=== Section Start ===

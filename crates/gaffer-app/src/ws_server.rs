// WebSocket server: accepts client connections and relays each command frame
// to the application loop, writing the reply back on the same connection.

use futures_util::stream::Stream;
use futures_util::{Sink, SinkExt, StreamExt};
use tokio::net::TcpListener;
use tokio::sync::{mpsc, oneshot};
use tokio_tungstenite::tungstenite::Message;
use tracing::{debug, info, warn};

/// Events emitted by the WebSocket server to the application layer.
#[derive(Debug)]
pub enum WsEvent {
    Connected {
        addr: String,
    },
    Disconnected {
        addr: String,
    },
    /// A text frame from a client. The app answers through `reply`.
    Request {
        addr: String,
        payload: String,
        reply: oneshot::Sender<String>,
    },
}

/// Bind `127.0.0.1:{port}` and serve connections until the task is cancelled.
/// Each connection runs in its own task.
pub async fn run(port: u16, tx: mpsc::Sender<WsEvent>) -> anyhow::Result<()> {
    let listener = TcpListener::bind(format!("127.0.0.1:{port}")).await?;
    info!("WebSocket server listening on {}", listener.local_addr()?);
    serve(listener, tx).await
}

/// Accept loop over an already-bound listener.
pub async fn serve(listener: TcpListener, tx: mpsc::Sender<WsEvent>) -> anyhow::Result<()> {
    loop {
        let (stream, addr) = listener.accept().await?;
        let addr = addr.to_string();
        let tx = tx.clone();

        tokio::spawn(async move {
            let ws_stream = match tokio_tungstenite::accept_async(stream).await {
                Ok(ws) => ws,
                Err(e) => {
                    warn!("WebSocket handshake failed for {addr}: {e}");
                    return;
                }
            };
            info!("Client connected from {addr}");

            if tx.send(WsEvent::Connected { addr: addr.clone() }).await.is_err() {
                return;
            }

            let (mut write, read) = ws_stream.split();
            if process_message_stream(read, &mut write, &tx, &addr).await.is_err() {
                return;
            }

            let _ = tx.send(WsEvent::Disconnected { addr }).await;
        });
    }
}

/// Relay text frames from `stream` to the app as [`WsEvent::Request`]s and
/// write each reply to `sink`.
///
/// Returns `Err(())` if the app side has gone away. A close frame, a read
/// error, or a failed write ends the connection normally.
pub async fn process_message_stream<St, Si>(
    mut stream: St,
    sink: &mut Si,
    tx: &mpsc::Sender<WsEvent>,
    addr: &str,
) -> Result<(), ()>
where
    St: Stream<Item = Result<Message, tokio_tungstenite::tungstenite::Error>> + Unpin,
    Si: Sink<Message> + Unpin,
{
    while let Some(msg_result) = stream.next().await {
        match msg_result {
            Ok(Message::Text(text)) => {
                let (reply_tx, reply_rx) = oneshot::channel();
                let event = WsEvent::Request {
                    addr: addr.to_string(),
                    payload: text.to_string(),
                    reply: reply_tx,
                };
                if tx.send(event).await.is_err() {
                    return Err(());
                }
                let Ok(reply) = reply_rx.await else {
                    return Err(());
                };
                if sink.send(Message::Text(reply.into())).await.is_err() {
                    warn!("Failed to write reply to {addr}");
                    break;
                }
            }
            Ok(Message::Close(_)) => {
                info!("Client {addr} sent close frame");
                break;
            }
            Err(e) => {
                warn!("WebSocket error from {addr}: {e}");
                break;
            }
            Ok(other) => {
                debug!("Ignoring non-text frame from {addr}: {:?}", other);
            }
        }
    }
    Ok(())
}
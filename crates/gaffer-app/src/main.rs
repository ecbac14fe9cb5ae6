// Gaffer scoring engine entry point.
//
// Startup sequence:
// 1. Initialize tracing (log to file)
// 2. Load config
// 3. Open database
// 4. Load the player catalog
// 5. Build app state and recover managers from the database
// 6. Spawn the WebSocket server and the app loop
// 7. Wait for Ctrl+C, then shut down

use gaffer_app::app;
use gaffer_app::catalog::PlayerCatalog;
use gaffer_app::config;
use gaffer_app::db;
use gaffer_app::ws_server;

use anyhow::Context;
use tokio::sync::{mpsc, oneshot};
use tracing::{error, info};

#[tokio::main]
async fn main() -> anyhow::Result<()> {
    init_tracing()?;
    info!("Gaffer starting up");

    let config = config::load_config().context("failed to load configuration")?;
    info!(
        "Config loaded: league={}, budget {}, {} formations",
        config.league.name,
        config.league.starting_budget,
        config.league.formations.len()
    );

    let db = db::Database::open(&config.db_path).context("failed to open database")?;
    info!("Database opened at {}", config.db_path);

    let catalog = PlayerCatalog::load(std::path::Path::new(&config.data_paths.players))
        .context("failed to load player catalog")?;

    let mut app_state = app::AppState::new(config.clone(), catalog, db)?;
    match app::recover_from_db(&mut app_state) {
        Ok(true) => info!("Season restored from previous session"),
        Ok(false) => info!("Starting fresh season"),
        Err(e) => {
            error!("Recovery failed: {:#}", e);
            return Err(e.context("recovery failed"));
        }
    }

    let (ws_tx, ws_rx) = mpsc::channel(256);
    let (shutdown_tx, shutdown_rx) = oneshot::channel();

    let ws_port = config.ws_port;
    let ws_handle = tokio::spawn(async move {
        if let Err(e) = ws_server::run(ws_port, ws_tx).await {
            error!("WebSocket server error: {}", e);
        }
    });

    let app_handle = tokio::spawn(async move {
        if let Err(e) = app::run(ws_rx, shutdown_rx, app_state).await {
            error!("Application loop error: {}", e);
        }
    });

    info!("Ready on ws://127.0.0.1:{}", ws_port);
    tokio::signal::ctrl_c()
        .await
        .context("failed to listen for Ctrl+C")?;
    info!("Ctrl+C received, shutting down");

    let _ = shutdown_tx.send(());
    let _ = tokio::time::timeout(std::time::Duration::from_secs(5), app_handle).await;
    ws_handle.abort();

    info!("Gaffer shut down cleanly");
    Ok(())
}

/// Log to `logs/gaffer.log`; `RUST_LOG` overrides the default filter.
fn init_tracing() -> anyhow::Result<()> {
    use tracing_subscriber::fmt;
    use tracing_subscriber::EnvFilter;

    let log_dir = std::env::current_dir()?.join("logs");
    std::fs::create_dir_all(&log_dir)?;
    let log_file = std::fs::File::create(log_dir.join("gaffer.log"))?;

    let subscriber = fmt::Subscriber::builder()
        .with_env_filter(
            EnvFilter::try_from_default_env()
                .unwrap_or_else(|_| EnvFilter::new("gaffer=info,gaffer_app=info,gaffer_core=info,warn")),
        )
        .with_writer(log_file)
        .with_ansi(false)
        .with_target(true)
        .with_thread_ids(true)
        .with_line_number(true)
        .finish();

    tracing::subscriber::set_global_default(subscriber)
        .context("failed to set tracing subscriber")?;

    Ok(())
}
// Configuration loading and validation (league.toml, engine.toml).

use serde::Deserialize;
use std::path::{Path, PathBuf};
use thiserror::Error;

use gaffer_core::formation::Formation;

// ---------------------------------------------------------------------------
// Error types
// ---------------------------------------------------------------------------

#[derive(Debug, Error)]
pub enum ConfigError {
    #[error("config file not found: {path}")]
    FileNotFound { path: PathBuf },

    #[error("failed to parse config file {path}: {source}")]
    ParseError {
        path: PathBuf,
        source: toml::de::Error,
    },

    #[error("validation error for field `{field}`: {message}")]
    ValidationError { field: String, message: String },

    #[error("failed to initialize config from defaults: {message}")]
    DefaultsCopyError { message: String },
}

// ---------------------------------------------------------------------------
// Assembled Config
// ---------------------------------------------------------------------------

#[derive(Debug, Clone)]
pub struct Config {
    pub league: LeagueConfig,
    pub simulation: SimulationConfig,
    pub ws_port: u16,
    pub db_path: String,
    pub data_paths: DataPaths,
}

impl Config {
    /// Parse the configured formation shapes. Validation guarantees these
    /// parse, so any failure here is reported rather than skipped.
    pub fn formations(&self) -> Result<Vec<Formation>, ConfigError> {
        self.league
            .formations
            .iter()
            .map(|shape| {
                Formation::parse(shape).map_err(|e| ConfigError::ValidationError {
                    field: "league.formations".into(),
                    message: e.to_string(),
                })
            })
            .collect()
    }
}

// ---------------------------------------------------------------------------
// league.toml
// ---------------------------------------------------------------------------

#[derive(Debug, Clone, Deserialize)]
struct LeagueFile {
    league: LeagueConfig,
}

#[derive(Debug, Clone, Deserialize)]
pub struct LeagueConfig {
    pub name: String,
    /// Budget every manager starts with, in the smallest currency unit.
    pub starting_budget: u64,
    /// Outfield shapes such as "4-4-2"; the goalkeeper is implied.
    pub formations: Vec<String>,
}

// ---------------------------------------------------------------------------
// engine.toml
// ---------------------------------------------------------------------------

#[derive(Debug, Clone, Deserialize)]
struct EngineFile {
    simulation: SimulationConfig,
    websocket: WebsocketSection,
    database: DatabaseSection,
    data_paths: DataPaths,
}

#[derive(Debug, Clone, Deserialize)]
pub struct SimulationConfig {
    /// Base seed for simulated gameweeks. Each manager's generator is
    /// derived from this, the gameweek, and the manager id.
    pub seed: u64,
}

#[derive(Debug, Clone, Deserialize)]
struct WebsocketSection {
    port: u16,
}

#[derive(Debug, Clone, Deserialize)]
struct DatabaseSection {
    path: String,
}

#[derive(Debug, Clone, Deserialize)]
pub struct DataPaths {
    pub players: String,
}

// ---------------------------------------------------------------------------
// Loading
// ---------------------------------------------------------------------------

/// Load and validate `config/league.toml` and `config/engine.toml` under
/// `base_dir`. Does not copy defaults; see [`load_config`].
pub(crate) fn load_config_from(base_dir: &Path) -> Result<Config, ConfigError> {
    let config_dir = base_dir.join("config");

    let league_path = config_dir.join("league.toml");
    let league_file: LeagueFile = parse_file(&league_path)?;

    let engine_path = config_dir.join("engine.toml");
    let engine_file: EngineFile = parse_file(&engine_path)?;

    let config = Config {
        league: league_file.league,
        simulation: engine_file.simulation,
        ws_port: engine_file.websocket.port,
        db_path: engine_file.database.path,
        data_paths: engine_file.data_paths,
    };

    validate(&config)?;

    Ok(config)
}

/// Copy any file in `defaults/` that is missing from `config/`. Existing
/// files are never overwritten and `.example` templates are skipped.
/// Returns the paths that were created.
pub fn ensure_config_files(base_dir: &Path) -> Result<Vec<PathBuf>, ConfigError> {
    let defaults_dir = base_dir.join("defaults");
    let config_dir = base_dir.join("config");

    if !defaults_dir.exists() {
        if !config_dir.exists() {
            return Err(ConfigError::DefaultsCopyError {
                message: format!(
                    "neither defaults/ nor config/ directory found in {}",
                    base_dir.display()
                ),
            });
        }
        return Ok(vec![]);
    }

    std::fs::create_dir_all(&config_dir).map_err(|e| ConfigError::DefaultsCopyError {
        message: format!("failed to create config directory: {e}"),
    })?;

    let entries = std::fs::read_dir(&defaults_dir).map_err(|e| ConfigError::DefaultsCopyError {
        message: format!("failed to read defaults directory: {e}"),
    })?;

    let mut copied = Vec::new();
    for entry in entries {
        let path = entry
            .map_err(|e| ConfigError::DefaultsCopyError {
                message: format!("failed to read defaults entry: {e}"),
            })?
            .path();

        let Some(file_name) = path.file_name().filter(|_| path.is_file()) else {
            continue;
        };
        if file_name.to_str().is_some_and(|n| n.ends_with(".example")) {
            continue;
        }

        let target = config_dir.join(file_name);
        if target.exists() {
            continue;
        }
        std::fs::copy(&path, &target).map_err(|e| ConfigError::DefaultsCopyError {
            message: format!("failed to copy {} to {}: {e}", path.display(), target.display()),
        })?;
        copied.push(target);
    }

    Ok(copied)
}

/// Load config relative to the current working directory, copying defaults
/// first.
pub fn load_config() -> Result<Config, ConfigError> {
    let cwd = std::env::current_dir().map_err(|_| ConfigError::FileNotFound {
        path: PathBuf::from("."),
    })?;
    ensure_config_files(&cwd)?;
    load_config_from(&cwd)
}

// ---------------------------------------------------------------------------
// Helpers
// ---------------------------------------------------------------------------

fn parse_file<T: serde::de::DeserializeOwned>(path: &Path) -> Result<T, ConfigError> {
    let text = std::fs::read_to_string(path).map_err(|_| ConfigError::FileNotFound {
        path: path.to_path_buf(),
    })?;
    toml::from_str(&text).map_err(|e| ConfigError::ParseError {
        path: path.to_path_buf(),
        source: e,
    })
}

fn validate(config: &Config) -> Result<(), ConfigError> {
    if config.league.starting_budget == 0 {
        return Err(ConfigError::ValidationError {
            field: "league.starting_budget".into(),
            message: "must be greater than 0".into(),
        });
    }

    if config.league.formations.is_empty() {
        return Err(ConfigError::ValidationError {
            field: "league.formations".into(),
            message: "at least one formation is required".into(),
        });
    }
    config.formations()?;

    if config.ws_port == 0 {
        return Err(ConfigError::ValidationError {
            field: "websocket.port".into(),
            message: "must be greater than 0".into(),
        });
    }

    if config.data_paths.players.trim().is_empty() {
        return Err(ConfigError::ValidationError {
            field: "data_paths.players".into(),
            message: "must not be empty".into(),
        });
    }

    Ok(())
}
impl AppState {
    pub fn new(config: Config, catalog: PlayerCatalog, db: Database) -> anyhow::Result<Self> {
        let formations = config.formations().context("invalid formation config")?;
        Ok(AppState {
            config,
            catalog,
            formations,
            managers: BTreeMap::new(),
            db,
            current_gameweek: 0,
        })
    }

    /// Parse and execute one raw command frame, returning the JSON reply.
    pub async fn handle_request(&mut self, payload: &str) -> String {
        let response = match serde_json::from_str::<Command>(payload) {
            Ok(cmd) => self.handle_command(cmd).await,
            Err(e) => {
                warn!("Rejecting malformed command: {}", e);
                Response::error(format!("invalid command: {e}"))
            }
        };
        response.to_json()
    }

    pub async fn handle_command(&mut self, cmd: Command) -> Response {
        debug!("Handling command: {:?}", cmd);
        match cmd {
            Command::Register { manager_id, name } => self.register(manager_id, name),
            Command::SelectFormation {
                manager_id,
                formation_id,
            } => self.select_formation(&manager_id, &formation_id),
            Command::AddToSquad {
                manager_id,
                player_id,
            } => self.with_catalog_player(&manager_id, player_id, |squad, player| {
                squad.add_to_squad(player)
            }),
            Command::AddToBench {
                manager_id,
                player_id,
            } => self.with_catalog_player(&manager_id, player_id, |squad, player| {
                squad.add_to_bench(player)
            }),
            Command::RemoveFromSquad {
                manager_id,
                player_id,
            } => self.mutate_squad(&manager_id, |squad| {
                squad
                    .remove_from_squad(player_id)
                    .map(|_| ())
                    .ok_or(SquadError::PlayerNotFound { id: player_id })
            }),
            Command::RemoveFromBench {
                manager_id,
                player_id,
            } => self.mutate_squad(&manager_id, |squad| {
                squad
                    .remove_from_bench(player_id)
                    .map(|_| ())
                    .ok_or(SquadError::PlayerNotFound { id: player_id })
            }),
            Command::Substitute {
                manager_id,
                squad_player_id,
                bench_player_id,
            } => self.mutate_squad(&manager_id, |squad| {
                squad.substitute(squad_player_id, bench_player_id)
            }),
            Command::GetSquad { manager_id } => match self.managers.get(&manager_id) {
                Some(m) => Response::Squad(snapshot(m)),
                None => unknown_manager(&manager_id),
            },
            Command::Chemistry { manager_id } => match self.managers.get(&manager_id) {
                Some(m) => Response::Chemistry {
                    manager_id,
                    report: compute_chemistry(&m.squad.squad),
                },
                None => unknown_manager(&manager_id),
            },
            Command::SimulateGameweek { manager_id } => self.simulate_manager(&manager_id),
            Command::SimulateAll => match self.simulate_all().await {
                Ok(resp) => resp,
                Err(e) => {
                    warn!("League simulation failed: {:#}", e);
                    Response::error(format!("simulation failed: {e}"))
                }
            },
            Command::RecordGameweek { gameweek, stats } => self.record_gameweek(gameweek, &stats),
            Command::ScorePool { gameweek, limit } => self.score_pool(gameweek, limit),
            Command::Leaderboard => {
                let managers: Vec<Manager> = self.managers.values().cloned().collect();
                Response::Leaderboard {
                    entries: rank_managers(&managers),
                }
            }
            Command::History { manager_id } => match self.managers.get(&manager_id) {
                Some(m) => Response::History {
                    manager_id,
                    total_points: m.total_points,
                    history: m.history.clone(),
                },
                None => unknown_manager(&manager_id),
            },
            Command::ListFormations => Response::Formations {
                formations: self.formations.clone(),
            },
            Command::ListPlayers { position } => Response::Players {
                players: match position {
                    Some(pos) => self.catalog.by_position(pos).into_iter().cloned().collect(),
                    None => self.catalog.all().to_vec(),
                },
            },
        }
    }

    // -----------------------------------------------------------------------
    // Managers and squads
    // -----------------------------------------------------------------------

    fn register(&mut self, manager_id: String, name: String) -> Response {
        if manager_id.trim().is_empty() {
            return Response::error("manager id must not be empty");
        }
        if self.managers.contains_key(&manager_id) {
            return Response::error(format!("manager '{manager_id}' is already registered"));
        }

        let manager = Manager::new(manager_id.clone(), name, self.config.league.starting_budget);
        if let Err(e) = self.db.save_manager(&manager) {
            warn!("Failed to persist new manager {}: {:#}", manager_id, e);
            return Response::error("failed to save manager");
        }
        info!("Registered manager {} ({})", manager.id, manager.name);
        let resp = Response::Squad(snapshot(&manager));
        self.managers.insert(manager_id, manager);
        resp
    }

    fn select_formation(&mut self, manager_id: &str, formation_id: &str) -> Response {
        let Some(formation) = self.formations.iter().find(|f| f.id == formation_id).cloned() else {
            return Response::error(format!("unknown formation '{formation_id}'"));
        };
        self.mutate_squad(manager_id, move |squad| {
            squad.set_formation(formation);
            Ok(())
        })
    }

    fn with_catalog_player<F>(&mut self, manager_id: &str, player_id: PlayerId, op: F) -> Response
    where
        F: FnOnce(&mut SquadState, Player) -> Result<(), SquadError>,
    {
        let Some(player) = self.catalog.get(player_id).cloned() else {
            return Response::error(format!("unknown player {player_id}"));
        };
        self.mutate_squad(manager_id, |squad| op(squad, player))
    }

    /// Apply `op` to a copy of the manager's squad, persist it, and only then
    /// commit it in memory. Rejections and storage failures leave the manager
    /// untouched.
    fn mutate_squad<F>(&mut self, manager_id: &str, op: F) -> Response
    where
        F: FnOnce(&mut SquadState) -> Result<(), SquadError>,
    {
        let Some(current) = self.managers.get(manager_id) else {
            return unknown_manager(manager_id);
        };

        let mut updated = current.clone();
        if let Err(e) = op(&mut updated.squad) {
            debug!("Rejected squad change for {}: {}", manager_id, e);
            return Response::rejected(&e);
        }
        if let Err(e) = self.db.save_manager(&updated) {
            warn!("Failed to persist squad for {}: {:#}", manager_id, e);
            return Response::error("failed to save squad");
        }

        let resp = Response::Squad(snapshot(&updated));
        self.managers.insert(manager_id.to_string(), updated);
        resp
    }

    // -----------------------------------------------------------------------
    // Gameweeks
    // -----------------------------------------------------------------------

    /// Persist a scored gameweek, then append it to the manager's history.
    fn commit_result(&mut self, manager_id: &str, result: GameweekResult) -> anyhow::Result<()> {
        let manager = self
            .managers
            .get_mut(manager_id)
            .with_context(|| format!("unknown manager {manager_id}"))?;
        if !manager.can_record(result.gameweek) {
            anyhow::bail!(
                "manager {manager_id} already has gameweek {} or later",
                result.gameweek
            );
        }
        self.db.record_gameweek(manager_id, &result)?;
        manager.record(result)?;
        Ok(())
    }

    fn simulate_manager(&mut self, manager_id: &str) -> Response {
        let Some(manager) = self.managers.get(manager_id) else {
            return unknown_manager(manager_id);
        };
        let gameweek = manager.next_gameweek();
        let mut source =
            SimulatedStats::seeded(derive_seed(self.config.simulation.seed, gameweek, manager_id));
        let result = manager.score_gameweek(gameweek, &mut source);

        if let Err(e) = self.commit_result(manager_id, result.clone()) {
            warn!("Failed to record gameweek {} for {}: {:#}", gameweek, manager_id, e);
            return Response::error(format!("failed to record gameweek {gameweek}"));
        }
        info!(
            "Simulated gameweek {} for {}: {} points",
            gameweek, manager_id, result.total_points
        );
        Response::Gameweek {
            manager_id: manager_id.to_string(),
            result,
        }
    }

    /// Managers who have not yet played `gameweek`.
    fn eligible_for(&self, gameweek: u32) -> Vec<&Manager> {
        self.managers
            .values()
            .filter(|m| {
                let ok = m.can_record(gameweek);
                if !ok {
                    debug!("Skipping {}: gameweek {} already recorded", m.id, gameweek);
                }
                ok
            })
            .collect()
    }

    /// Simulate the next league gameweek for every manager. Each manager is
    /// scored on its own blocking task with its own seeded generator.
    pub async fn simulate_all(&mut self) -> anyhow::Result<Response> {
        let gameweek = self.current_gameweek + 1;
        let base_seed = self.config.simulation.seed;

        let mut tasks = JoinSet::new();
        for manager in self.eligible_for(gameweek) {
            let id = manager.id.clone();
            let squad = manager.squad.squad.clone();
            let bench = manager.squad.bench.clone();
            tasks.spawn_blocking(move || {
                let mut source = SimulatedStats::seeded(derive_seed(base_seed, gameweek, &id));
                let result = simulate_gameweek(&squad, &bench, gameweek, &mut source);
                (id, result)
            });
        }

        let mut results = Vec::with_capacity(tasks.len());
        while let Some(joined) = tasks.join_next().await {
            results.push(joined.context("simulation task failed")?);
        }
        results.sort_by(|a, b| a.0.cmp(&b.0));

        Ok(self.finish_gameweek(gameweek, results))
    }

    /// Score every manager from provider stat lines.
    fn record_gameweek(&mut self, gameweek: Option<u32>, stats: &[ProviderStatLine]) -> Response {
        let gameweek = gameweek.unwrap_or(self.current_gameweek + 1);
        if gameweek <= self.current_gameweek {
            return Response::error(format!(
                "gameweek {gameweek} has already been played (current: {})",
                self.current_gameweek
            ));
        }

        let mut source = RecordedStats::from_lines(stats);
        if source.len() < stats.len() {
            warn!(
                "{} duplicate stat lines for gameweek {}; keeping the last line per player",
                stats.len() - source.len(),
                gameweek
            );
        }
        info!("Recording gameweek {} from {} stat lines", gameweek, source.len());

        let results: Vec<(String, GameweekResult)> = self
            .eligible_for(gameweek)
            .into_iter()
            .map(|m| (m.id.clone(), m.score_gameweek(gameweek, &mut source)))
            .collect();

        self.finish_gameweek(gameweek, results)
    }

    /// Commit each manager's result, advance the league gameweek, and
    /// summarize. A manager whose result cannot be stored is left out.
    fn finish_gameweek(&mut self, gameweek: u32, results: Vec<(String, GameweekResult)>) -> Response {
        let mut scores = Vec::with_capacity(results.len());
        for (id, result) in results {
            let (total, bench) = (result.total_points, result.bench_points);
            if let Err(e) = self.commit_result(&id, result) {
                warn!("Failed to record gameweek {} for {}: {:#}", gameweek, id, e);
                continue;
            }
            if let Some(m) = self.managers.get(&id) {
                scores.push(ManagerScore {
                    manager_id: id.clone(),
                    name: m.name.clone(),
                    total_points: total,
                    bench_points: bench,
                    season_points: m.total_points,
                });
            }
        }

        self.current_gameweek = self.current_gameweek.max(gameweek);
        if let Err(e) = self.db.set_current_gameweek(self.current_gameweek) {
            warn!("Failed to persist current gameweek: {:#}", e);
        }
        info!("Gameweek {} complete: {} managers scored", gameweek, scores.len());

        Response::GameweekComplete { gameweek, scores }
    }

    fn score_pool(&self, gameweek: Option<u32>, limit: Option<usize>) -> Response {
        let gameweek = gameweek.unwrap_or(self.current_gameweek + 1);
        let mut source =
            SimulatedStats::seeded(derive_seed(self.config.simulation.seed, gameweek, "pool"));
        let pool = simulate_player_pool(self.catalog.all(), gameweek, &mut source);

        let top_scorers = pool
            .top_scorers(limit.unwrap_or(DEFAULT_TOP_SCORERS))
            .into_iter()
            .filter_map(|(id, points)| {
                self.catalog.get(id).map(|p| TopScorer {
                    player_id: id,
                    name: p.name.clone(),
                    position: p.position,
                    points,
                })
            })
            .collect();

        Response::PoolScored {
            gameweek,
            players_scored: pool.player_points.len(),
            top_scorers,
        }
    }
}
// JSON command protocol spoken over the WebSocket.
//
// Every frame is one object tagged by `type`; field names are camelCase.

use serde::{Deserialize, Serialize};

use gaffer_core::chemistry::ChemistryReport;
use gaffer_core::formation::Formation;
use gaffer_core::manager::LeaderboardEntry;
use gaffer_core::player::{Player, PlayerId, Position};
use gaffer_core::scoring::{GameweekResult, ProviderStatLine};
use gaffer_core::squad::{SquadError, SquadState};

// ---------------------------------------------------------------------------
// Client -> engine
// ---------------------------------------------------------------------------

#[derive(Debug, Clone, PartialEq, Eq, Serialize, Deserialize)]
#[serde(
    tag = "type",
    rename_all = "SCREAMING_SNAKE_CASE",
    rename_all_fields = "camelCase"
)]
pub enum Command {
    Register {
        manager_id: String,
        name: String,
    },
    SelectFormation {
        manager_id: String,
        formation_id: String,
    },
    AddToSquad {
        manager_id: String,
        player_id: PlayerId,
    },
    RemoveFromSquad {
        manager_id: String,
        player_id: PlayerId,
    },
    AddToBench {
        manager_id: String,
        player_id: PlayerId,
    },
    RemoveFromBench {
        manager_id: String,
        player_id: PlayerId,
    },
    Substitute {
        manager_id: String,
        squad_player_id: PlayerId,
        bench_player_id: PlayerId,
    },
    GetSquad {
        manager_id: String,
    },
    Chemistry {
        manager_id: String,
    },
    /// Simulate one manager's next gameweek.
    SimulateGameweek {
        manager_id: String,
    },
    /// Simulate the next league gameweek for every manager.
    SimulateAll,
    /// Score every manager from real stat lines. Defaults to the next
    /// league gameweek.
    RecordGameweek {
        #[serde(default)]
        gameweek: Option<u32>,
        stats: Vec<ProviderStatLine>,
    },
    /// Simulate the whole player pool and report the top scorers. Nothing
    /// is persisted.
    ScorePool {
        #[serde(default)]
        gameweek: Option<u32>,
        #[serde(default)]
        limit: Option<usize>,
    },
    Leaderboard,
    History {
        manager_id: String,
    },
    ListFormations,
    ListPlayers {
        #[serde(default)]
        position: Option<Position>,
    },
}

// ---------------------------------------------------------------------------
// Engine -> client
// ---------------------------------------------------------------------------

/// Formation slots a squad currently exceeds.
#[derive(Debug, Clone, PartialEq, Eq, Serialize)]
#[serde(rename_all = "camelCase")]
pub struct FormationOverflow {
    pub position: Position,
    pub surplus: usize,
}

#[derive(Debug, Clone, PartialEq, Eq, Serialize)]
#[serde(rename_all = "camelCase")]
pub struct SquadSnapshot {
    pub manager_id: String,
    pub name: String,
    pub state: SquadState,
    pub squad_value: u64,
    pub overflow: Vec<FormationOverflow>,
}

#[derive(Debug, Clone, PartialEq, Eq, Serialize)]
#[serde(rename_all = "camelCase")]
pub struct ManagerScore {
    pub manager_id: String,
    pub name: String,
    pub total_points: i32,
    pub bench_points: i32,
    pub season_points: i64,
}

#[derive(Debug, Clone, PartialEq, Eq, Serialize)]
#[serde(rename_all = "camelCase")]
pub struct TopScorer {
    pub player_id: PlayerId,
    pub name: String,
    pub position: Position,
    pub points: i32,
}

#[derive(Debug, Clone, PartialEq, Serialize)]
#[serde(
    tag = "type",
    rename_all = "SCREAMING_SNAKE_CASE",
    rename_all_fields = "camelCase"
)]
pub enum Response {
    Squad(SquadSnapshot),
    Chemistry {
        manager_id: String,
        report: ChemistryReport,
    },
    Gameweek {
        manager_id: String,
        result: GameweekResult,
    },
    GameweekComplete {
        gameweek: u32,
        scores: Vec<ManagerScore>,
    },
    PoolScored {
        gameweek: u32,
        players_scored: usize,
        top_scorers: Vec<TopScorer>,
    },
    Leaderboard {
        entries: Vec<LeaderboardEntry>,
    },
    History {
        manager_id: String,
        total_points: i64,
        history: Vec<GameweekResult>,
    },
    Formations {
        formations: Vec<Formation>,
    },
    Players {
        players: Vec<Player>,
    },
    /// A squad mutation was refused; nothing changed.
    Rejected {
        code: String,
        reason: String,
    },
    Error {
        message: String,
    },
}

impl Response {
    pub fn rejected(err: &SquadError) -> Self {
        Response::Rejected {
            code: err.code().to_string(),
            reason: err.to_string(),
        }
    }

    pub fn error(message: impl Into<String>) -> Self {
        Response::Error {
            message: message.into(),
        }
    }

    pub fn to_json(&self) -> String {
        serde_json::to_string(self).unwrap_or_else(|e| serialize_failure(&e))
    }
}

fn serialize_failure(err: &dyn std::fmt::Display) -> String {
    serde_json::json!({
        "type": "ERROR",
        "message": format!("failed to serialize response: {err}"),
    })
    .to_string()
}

=== Section End ===

» The task: Everything from the first line of the records through the line holding "use tokio_tungstenite::tungstenite::Message;" is to be transcribed exactly; leave out all other lines.

» Written solution:
filename crates/gaffer-app/src/ws_server.rs
// WebSocket server: accepts client connections and relays each command frame
// to the application loop, writing the reply back on the same connection.

use futures_util::stream::Stream;
use futures_util::{Sink, SinkExt, StreamExt};
use tokio::net::TcpListener;
use tokio::sync::{mpsc, oneshot};
use tokio_tungstenite::tungstenite::Message;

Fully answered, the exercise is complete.